The pReview Re-viewing
Friday Breakdown for
January 11, 2012!
(warning: I have Photoshop now.)
Clicking the movie posters will open their Official Websites in a separate window!
by Jeff Finck
Bear with me because this may not end up being much of a breakdown. I have Photoshop now and I haven't figured out how to use it, yet. Have you ever handed a rocket launcher to an infant? This will probably be a pretty similar experience. Sure, the baby will eventually figure out how to calculate range and splash trajectory and the subtle usage of the inner workings of such a complicated machine.. But until then, it's just a whole lot of pulling the trigger and everyone running for cover while the countryside is painted with all manner of entrails and hill people body parts.
This weekend is going to be a cinematic treat, considering the first couple months of the year is generally filled with the bottom of the barrel of the theatrical community's sloughed skin. Gangster Squad promises to take us deep behind enemy lines in the organized war on organized crime in cluster-fuck Los Angeles. The one Wayans brother (Marlon) brings us back to the Scary Movie franchise with A Haunted House.. But couldn't legally call it Scary Movie. I assume because someone else is currently beating that dead horse into the quicksand with an infant-powered rocket launcher. The critically acclaimed (so far) story of how WE (and totally NOT a trained team of professional Navy SEALs) took down Osama bin Laden in Zero Dark Thirty. And lastly, on limited release in theaters (but, apparently, you can already get it on-demand.. Or DVD and BluRay if you happen to be in the UK at the moment), comes The Baytown Outlaws.
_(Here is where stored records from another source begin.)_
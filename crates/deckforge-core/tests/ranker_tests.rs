mod common;

use common::{record, CardBuilder};
use deckforge_core::config::{FitnessWeights, RuleParams};
use deckforge_core::corpus::Corpus;
use deckforge_core::model::{Card, CardId, Deck, Faction};
use deckforge_core::ranker::rank_candidates;
use deckforge_core::rules::RuleSet;
use deckforge_core::FitnessEvaluator;

fn cards(ids: &[CardId]) -> Vec<Card> {
    ids.iter()
        .map(|&id| CardBuilder::new(id).faction("monsters").build())
        .collect()
}

fn setup() -> (FitnessEvaluator, RuleSet, Vec<Faction>) {
    let corpus = Corpus::from_records(vec![
        record("Carapace", "S1", &[(1, 2), (2, 1), (3, 1)]),
        record("Carapace", "S1", &[(1, 1), (2, 1)]),
    ]);
    let ev = FitnessEvaluator::from_corpus(&corpus, FitnessWeights::default()).unwrap();
    let rules = RuleSet::new(RuleParams {
        min_units: 1,
        ..Default::default()
    });
    let factions = vec![Faction::new("monsters", &[("Carapace", 15)])];
    (ev, rules, factions)
}

#[test]
fn test_rank_orders_by_score_then_rejects() {
    let (ev, rules, factions) = setup();
    let candidates = vec![
        ("weak".to_string(), Deck::new("Carapace", "S1", cards(&[3]))),
        ("illegal".to_string(), Deck::new("Nobody", "S1", cards(&[1]))),
        ("strong".to_string(), Deck::new("Carapace", "S1", cards(&[1, 2, 3]))),
    ];

    let ranked = rank_candidates(&ev, &rules, &factions, candidates);
    let names: Vec<&str> = ranked.iter().map(|r| r.name.as_str()).collect();

    assert_eq!(names, vec!["strong", "weak", "illegal"]);
    assert!(ranked[0].score().unwrap() > ranked[1].score().unwrap());
    assert!(!ranked[2].is_accepted());
    assert!(ranked[2].rejection.as_deref().unwrap().contains("Nobody"));
}

#[test]
fn test_rank_ties_break_by_name() {
    let (ev, rules, factions) = setup();
    let candidates = vec![
        ("b".to_string(), Deck::new("Carapace", "S1", cards(&[2]))),
        ("a".to_string(), Deck::new("Carapace", "S1", cards(&[2]))),
        ("z-bad".to_string(), Deck::new("X", "S1", cards(&[2]))),
        ("y-bad".to_string(), Deck::new("X", "S1", cards(&[2]))),
    ];

    let ranked = rank_candidates(&ev, &rules, &factions, candidates);
    let names: Vec<&str> = ranked.iter().map(|r| r.name.as_str()).collect();

    assert_eq!(names, vec!["a", "b", "y-bad", "z-bad"]);
}

#[test]
fn test_ranked_score_matches_evaluator() {
    let (ev, rules, factions) = setup();
    let deck = Deck::new("Carapace", "S1", cards(&[1, 2]));
    let expected = ev.evaluate(&deck);

    let ranked = rank_candidates(&ev, &rules, &factions, vec![("d".to_string(), deck)]);
    assert!((ranked[0].score().unwrap() - expected).abs() < 1e-9);
}

#[test]
fn test_ranked_deck_serializes_camel_case() {
    let (ev, rules, factions) = setup();
    let ranked = rank_candidates(
        &ev,
        &rules,
        &factions,
        vec![("d".to_string(), Deck::new("Carapace", "S1", cards(&[1])))],
    );

    let json = serde_json::to_value(&ranked[0]).unwrap();
    assert_eq!(json["name"], "d");
    assert_eq!(json["details"]["cardCount"], 1);
    assert!(json["rejection"].is_null());
}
The Baytown Outlaws is basically if Raising Arizona and Smoking Aces had a no-holds barred, action-comedy child about Billy Bob Thornton trying to kidnap a completely more different kind of child.
Gangster Squad tells the tale of a time when cops played it fast and loose. And the women were even faster.. And the gangsters were even looser. Uhmm.. Whatever that means! This is a take on that time in Los Angeles' checkered history when Mickey Cohen decided that he was in charge and the fine fellows in law enforcement politely asked him to completely fuck off.. Using guns and more guns. And probably car bombs. And probably politely. But especially with guns. But especially politely. Though, they probably don't accomplish their goal considering that Cohen was only arrested after being convicted of tax evasion.. Because, apparently, gangsters are just godawful at taxes. Click this pic to read my full trailer review for Gangster Squad!
A Haunted House
I wanted to say so many things about this! So, here goes!
..it spoofs Paranormal Activity and possession movies in general..
I know, right!?!?
Zero Dark Thirty
After the September 11th attacks, Osama bin Laden became one of the most hunted and bearded men on Earth. This flick follows the alleged decade long mission that brought the monster to justice. Jessica Chastain stars as Maya, a CIA agent tasked with being both incredibly attractive and totally competent at her job. The fact that this character exists in a movie nowadays is pretty enlightening considering that they usually give a role like that to Matt Damon. Maya gets shit done, though, I assume.. Because then a group of U.S. Navy SEALs run around about a half hour after Midnight and fuck bin Leezy's shit up. Just be sure to look out for the inevitable, awful sequel, where Osama bin Laden comes back to lif--
The Baytown Outlaws
The Oodie brothers: Brick, Lincoln, and McQueen (Ah, my favorite Borderlands character, president, and Steve.. Respectively) are on lease by local sheriff, aptly called Sheriff Millard, as his hired guns. These guys bring vigilante justice where there would, presumably, otherwise be normal, legal justice. Celeste (Eva Longoria) hires the brothers to track down her ex-husband: Career criminal, Carlos Lyman (played by the human tapeworm, Billy Bob Thornton). Carlos shot his old lady and snatched their disabled godson, Rob (Thomas Sangster), so's he can later snatch the kid's trust fund when he turns 18. After the brothers re-snatch (gross) Rob, Carlos sends all kinds of hoodlums, bounty hunters, and assassins after the brothers! Hilarity and ultra-violence ensues! (We hope!) Incidentally, Re-Snatch Rob is the name of my douche bag alter-ego.
Final Breakdown: (This week's Final Breakdown brought to you by outdated old-timey gangster slang!)
A Haunted House:
I give this talkie the old Bronx Cheer. Pffffffftttttt!
Zero Dark Thirty:
Some Ritzy dame and a crew of cat's meows take out the biggest wet blanket in the world? Sounds aces!
The Baytown Outlaws:
Gotta love it when a scorned bearcat gets her claws out. A proper vengeance schtick. Now you're on the trolley!
This movie seems like it will be a fine viewing.